Active site of alpha-lytic protease: enzyme-substrate interactions.

The active site of alpha-lytic protease has been studied with a number of synthetic peptides and compared with similar data published for elastase. The kinetic data indicate that the active site of alpha-lytic protease extends over at least six subsites (S4--S2'). This extended active site has the effect of increasing kcat/Km by more than 10(6)-fold on going from an N-acetylated amino acid amide to a hexapeptide, due mainly to increases in kcat. There are major differences between alpha-lytic protease and elastase, both in terms of the kinetic parameters for a number of substrates and in terms of the tertiary structure of the active site.
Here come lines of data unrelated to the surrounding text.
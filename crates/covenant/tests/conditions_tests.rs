use covenant::{ConditionKind, Runner, RuntimeError, Value};
use num_bigint::BigInt;
use pretty_assertions::assert_eq;

fn runner(source: &str) -> Runner {
    match Runner::new(source, "test.cov") {
        Ok(runner) => runner,
        Err(error) => panic!("program should check:\n{error}"),
    }
}

fn expect_condition(error: RuntimeError, expected: ConditionKind) -> String {
    match error {
        RuntimeError::Condition { kind, message, .. } if kind == expected => message,
        other => panic!("expected a {expected}-condition failure, got {other}"),
    }
}

#[test]
fn failing_pre_condition_aborts_before_the_body() {
    let mut runner = runner(
        r#"var entered = 0
         fun withdraw(_ x: Int): Int {
             pre { x > 0: "amount must be positive" }
             entered = entered + 1
             return x
         }"#,
    );
    let error = runner.invoke("withdraw", vec![Value::from(0)]).expect_err("pre must fail");
    let message = expect_condition(error, ConditionKind::Pre);
    assert_eq!(message, "amount must be positive");
    // the body never ran
    assert!(covenant::values_equal(&runner.global("entered").unwrap(), &Value::from(0)));

    let result = runner.invoke("withdraw", vec![Value::from(1)]).unwrap();
    assert!(covenant::values_equal(&result, &Value::from(1)));
}

#[test]
fn before_pins_the_entry_value_in_post_conditions() {
    let mut runner = runner(
        "var x = 0
         fun bump() {
             post { x == before(x) + 1 }
             x = x + 1
         }",
    );
    runner.invoke("bump", vec![]).unwrap();
    runner.invoke("bump", vec![]).unwrap();
    match runner.global("x").unwrap() {
        Value::Int(i) => assert_eq!(i, BigInt::from(2)),
        other => panic!("unexpected {other}"),
    }
}

#[test]
fn post_condition_failure_is_tagged_post() {
    let mut runner = runner(
        "var x = 0
         fun bumpTwice() {
             post { x == before(x) + 1 }
             x = x + 2
         }",
    );
    let error = runner.invoke("bumpTwice", vec![]).expect_err("post must fail");
    expect_condition(error, ConditionKind::Post);
}

#[test]
fn post_condition_observes_result() {
    let mut runner = runner(
        r#"fun half(_ n: Int): Int {
             post { result * 2 == n: "not an even split" }
             return n / 2
         }"#,
    );
    let result = runner.invoke("half", vec![Value::from(10)]).unwrap();
    assert!(covenant::values_equal(&result, &Value::from(5)));

    let error = runner.invoke("half", vec![Value::from(9)]).expect_err("odd input must fail");
    let message = expect_condition(error, ConditionKind::Post);
    assert_eq!(message, "not an even split");
}

#[test]
fn condition_message_may_depend_on_parameters() {
    let mut runner = runner(
        r#"fun greet(_ name: String): String {
             pre { name != "": "name is required, got ".concat(name) }
             return "hello ".concat(name)
         }"#,
    );
    let error = runner.invoke("greet", vec![Value::from("")]).expect_err("must fail");
    let message = expect_condition(error, ConditionKind::Pre);
    assert_eq!(message, "name is required, got ");
}

#[test]
fn interface_conditions_apply_to_implementations() {
    let source = "resource interface Limited {
             pub fun take(_ n: Int): Int {
                 pre { n > 0 }
             }
         }
         resource Pool: Limited {
             pub var total: Int
             init(total: Int) {
                 self.total = total
             }
             pub fun take(_ n: Int): Int {
                 self.total = self.total - n
                 return self.total
             }
             destroy() {}
         }
         fun main(_ n: Int): Int {
             let pool <- create Pool(total: 10)
             let left = pool.take(n)
             destroy pool
             return left
         }";
    let mut runner = runner(source);
    let result = runner.invoke("main", vec![Value::from(3)]).unwrap();
    assert!(covenant::values_equal(&result, &Value::from(7)));

    // a fresh runner for the failing case so partial state cannot leak
    let mut runner = self::runner(source);
    let error = runner.invoke("main", vec![Value::from(0)]).expect_err("inherited pre must fail");
    expect_condition(error, ConditionKind::Pre);
}

#[test]
fn initializer_conditions_run_on_construction() {
    let mut runner = runner(
        r#"struct Account {
             pub var balance: Int
             init(balance: Int) {
                 pre { balance >= 0: "no negative balances" }
                 self.balance = balance
             }
         }
         fun make(_ n: Int): Int {
             let account = Account(balance: n)
             return account.balance
         }"#,
    );
    let result = runner.invoke("make", vec![Value::from(5)]).unwrap();
    assert!(covenant::values_equal(&result, &Value::from(5)));

    let error = runner.invoke("make", vec![Value::from(-1)]).expect_err("must fail");
    expect_condition(error, ConditionKind::Pre);
}

#[test]
fn destructor_conditions_run_on_destroy() {
    let mut runner = runner(
        r#"resource Vault {
             pub var balance: Int
             init(balance: Int) {
                 self.balance = balance
             }
             destroy() {
                 pre { self.balance == 0: "vault must be empty" }
             }
         }
         fun drop(_ n: Int) {
             let vault <- create Vault(balance: n)
             destroy vault
         }"#,
    );
    runner.invoke("drop", vec![Value::from(0)]).unwrap();
    let error = runner.invoke("drop", vec![Value::from(3)]).expect_err("must fail");
    expect_condition(error, ConditionKind::Pre);
}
The ability of the S1 subsite to interact with various P1 amino acid side chains differs markedly between the two enzymes, and can be rationalized in terms of the tertiary structural differences. For alpha-lytic protease, enzyme-substrate interactions made in subsite S2 appears to be of primary importance, whereas subsite S4 is most important for elastase. The tertiary structural homology of alpha-lytic protease with another bacterial serine protease, Streptomyces griseus protease A, has allowed detailed model building of a tetrapeptide Ac-Pro-Ala-Pro-Ala-OH at the active site. In this way, the subsites S1--S4 have been examined for alpha-lytic protease and compared to other serine proteases.